* **Input data**
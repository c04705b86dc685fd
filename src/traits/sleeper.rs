use async_trait::async_trait;
use std::time::Duration;

/// Fixed-duration wait used between attempts.
///
/// Injected into records so tests can swap the real timer for a sleeper
/// that returns immediately or only records the requested durations.
#[async_trait]
pub trait Sleeper: Send + Sync {
    async fn sleep(&self, duration: Duration);
}

/// Sleeper backed by `tokio::time::sleep`
#[derive(Debug, Clone, Copy, Default)]
pub struct TokioSleeper;

#[async_trait]
impl Sleeper for TokioSleeper {
    async fn sleep(&self, duration: Duration) {
        tokio::time::sleep(duration).await;
    }
}
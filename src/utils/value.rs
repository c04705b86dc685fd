use std::fmt;

/// A value whose concrete type is only known at runtime.
///
/// Narrowing never panics: each accessor returns `None` when the variant does
/// not match.
#[derive(Debug, Clone, PartialEq)]
pub enum SampleValue {
    Text(String),
    Integer(i64),
    Bytes(Vec<u8>),
}

impl SampleValue {
    pub fn as_text(&self) -> Option<&str> {
        match self {
            SampleValue::Text(text) => Some(text),
            _ => None,
        }
    }

    pub fn as_integer(&self) -> Option<i64> {
        match self {
            SampleValue::Integer(value) => Some(*value),
            _ => None,
        }
    }

    pub fn as_bytes(&self) -> Option<&[u8]> {
        match self {
            SampleValue::Bytes(bytes) => Some(bytes),
            _ => None,
        }
    }

    /// Name of the held variant, for diagnostics
    pub fn kind(&self) -> &'static str {
        match self {
            SampleValue::Text(_) => "text",
            SampleValue::Integer(_) => "integer",
            SampleValue::Bytes(_) => "bytes",
        }
    }
}

impl From<&str> for SampleValue {
    fn from(value: &str) -> Self {
        SampleValue::Text(value.to_string())
    }
}

impl From<String> for SampleValue {
    fn from(value: String) -> Self {
        SampleValue::Text(value)
    }
}

impl From<i64> for SampleValue {
    fn from(value: i64) -> Self {
        SampleValue::Integer(value)
    }
}

impl From<Vec<u8>> for SampleValue {
    fn from(value: Vec<u8>) -> Self {
        SampleValue::Bytes(value)
    }
}

impl fmt::Display for SampleValue {
    fn fmt(&self, f: &mut fmt::Formatter<'_>) -> fmt::Result {
        match self {
            SampleValue::Text(text) => write!(f, "{}", text),
            SampleValue::Integer(value) => write!(f, "{}", value),
            SampleValue::Bytes(bytes) => write!(f, "{} bytes", bytes.len()),
        }
    }
}
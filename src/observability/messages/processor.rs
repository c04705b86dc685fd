// Copyright (c) 2025 Steve Wagner (ciroque@live.com)
// SPDX-License-Identifier: MIT

//! Message types for record processing events.
//!
//! This module contains message types for logging events related to:
//! * Processing lifecycle (start, completion, failure)
//! * Individual attempts of the bounded attempt loop
//! * Validation rejections

use std::fmt::{Display, Formatter};
use std::time::Duration;

use tracing::Span;

use crate::errors::ValidationReason;
use crate::observability::messages::StructuredLog;

/// Processing of an input started.
///
/// # Log Level
/// `info!` - Important operational event
///
/// # Example
/// ```
/// use record_processor::observability::messages::processor::ProcessingStarted;
///
/// let msg = ProcessingStarted {
///     label: "example",
///     input_size: 4,
///     doubled_counter: 0,
/// };
///
/// assert_eq!(msg.to_string(), "Record 'example' processing started: input_size=4 bytes");
/// ```
pub struct ProcessingStarted<'a> {
    pub label: &'a str,
    pub input_size: usize,
    pub doubled_counter: u64,
}

impl Display for ProcessingStarted<'_> {
    fn fmt(&self, f: &mut Formatter) -> std::fmt::Result {
        write!(
            f,
            "Record '{}' processing started: input_size={} bytes",
            self.label, self.input_size
        )
    }
}

impl StructuredLog for ProcessingStarted<'_> {
    fn log(&self) {
        tracing::info!(
            label = self.label,
            input_size = self.input_size,
            doubled_counter = self.doubled_counter,
            "{}", self
        );
    }

    fn span(&self, name: &str) -> Span {
        tracing::info_span!(
            "record_processing",
            span_name = name,
            label = self.label,
            input_size = self.input_size,
        )
    }
}

/// One attempt of the attempt loop is about to run.
///
/// # Log Level
/// `debug!` - Per-iteration detail
///
/// # Example
/// ```
/// use record_processor::observability::messages::processor::AttemptStarted;
/// use std::time::Duration;
///
/// let msg = AttemptStarted {
///     attempt: 1,
///     max_attempts: 3,
///     delay: Duration::from_secs(30),
/// };
///
/// tracing::debug!("{}", msg);
/// ```
pub struct AttemptStarted {
    pub attempt: u32,
    pub max_attempts: u32,
    pub delay: Duration,
}

impl Display for AttemptStarted {
    fn fmt(&self, f: &mut Formatter) -> std::fmt::Result {
        write!(
            f,
            "Attempt {} of {} started, waiting {:?} afterwards",
            self.attempt, self.max_attempts, self.delay
        )
    }
}

impl StructuredLog for AttemptStarted {
    fn log(&self) {
        tracing::debug!(
            attempt = self.attempt,
            max_attempts = self.max_attempts,
            delay_ms = self.delay.as_millis() as u64,
            "{}", self
        );
    }

    fn span(&self, name: &str) -> Span {
        tracing::debug_span!(
            "attempt",
            span_name = name,
            attempt = self.attempt,
            max_attempts = self.max_attempts,
        )
    }
}

/// Processing finished all attempts and delivered the final notification.
///
/// # Log Level
/// `info!` - Important operational event
pub struct ProcessingCompleted<'a> {
    pub label: &'a str,
    pub attempts: u32,
    pub duration: Duration,
}

impl Display for ProcessingCompleted<'_> {
    fn fmt(&self, f: &mut Formatter) -> std::fmt::Result {
        write!(
            f,
            "Record '{}' processing completed: attempts={}, duration={:?}",
            self.label, self.attempts, self.duration
        )
    }
}

impl StructuredLog for ProcessingCompleted<'_> {
    fn log(&self) {
        tracing::info!(
            label = self.label,
            attempts = self.attempts,
            duration_ms = self.duration.as_millis() as u64,
            "{}", self
        );
    }

    fn span(&self, name: &str) -> Span {
        tracing::info_span!(
            "record_processing_completed",
            span_name = name,
            label = self.label,
            attempts = self.attempts,
            duration = ?self.duration,
        )
    }
}

/// Validation declined the input, no attempt ran.
///
/// # Log Level
/// `warn!` - Rejected request, caller receives an error
///
/// # Example
/// ```
/// use record_processor::errors::ValidationReason;
/// use record_processor::observability::messages::processor::ValidationRejected;
///
/// let msg = ValidationRejected {
///     label: "example",
///     reason: ValidationReason::EmptyInput,
/// };
///
/// assert_eq!(msg.to_string(), "Record 'example' rejected input: input is empty");
/// ```
pub struct ValidationRejected<'a> {
    pub label: &'a str,
    pub reason: ValidationReason,
}

impl Display for ValidationRejected<'_> {
    fn fmt(&self, f: &mut Formatter) -> std::fmt::Result {
        write!(f, "Record '{}' rejected input: {}", self.label, self.reason)
    }
}

impl StructuredLog for ValidationRejected<'_> {
    fn log(&self) {
        tracing::warn!(label = self.label, reason = %self.reason, "{}", self);
    }

    fn span(&self, name: &str) -> Span {
        tracing::warn_span!(
            "validation_rejected",
            span_name = name,
            label = self.label,
            reason = %self.reason,
        )
    }
}

/// Processing failed after validation passed.
///
/// # Log Level
/// `error!` - Failure requiring attention
///
/// # Example
/// ```
/// use record_processor::observability::messages::processor::ProcessingFailed;
///
/// let error = std::io::Error::new(std::io::ErrorKind::BrokenPipe, "stdout closed");
/// let msg = ProcessingFailed {
///     label: "example",
///     error: &error,
/// };
///
/// tracing::error!("{}", msg);
/// ```
pub struct ProcessingFailed<'a> {
    pub label: &'a str,
    pub error: &'a dyn std::error::Error,
}

impl Display for ProcessingFailed<'_> {
    fn fmt(&self, f: &mut Formatter) -> std::fmt::Result {
        write!(f, "Record '{}' processing failed: {}", self.label, self.error)
    }
}

impl StructuredLog for ProcessingFailed<'_> {
    fn log(&self) {
        tracing::error!(label = self.label, error = %self.error, "{}", self);
    }

    fn span(&self, name: &str) -> Span {
        tracing::error_span!(
            "record_processing_failed",
            span_name = name,
            label = self.label,
        )
    }
}

#[cfg(test)]
mod tests {
    use super::*;

    #[test]
    fn attempt_started_mentions_position() {
        let msg = AttemptStarted {
            attempt: 2,
            max_attempts: 3,
            delay: Duration::from_secs(30),
        };

        assert_eq!(msg.to_string(), "Attempt 2 of 3 started, waiting 30s afterwards");
    }

    #[test]
    fn completed_reports_attempt_count() {
        let msg = ProcessingCompleted {
            label: "example",
            attempts: 3,
            duration: Duration::from_millis(5),
        };

        assert!(msg.to_string().starts_with("Record 'example' processing completed: attempts=3"));
    }
}
// Copyright (c) 2025 Steve Wagner (ciroque@live.com)
// SPDX-License-Identifier: MIT

use std::sync::Arc;

use crate::config::ProcessingOptions;
use crate::traits::{ProgressSink, Sleeper, StdoutProgressSink, TokioSleeper};

/// Everything a record needs to run `process` besides its own data.
///
/// The default runtime waits with tokio's timer and prints progress to stdout.
/// Swap the sleeper or sink to run without wall-clock delays.
#[derive(Clone)]
pub struct ProcessingRuntime {
    pub options: ProcessingOptions,
    sleeper: Arc<dyn Sleeper>,
    sink: Arc<dyn ProgressSink>,
}

impl ProcessingRuntime {
    pub fn new(options: ProcessingOptions) -> Self {
        Self {
            options,
            sleeper: Arc::new(TokioSleeper),
            sink: Arc::new(StdoutProgressSink),
        }
    }

    pub fn with_sleeper(mut self, sleeper: Arc<dyn Sleeper>) -> Self {
        self.sleeper = sleeper;
        self
    }

    pub fn with_sink(mut self, sink: Arc<dyn ProgressSink>) -> Self {
        self.sink = sink;
        self
    }

    pub fn sleeper(&self) -> &dyn Sleeper {
        self.sleeper.as_ref()
    }

    pub fn sink(&self) -> &dyn ProgressSink {
        self.sink.as_ref()
    }
}

impl Default for ProcessingRuntime {
    fn default() -> Self {
        Self::new(ProcessingOptions::default())
    }
}

impl std::fmt::Debug for ProcessingRuntime {
    fn fmt(&self, f: &mut std::fmt::Formatter<'_>) -> std::fmt::Result {
        f.debug_struct("ProcessingRuntime")
            .field("options", &self.options)
            .finish_non_exhaustive()
    }
}
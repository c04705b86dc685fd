// Copyright (c) 2025 Steve Wagner (ciroque@live.com)
// SPDX-License-Identifier: MIT

use std::io;
use std::path::PathBuf;

use thiserror::Error;

/// Errors that can occur while loading or validating configuration
#[derive(Debug, Error)]
pub enum ConfigError {
    /// The configuration file could not be read
    #[error("failed to read config '{}': {source}", .path.display())]
    Io {
        path: PathBuf,
        #[source]
        source: io::Error,
    },

    /// The configuration file is not valid YAML for `Config`
    #[error("failed to parse config: {0}")]
    Parse(#[from] serde_yaml::Error),

    /// The configuration parsed but holds values the processor cannot use
    #[error("invalid configuration: {0}")]
    Invalid(String),
}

* **What is being asked**
Gather each line of the listing that holds the string "records".

* **Exercise solution**
/// Injected into records so tests can swap the real timer for a sleeper
/// that returns immediately or only records the requested durations.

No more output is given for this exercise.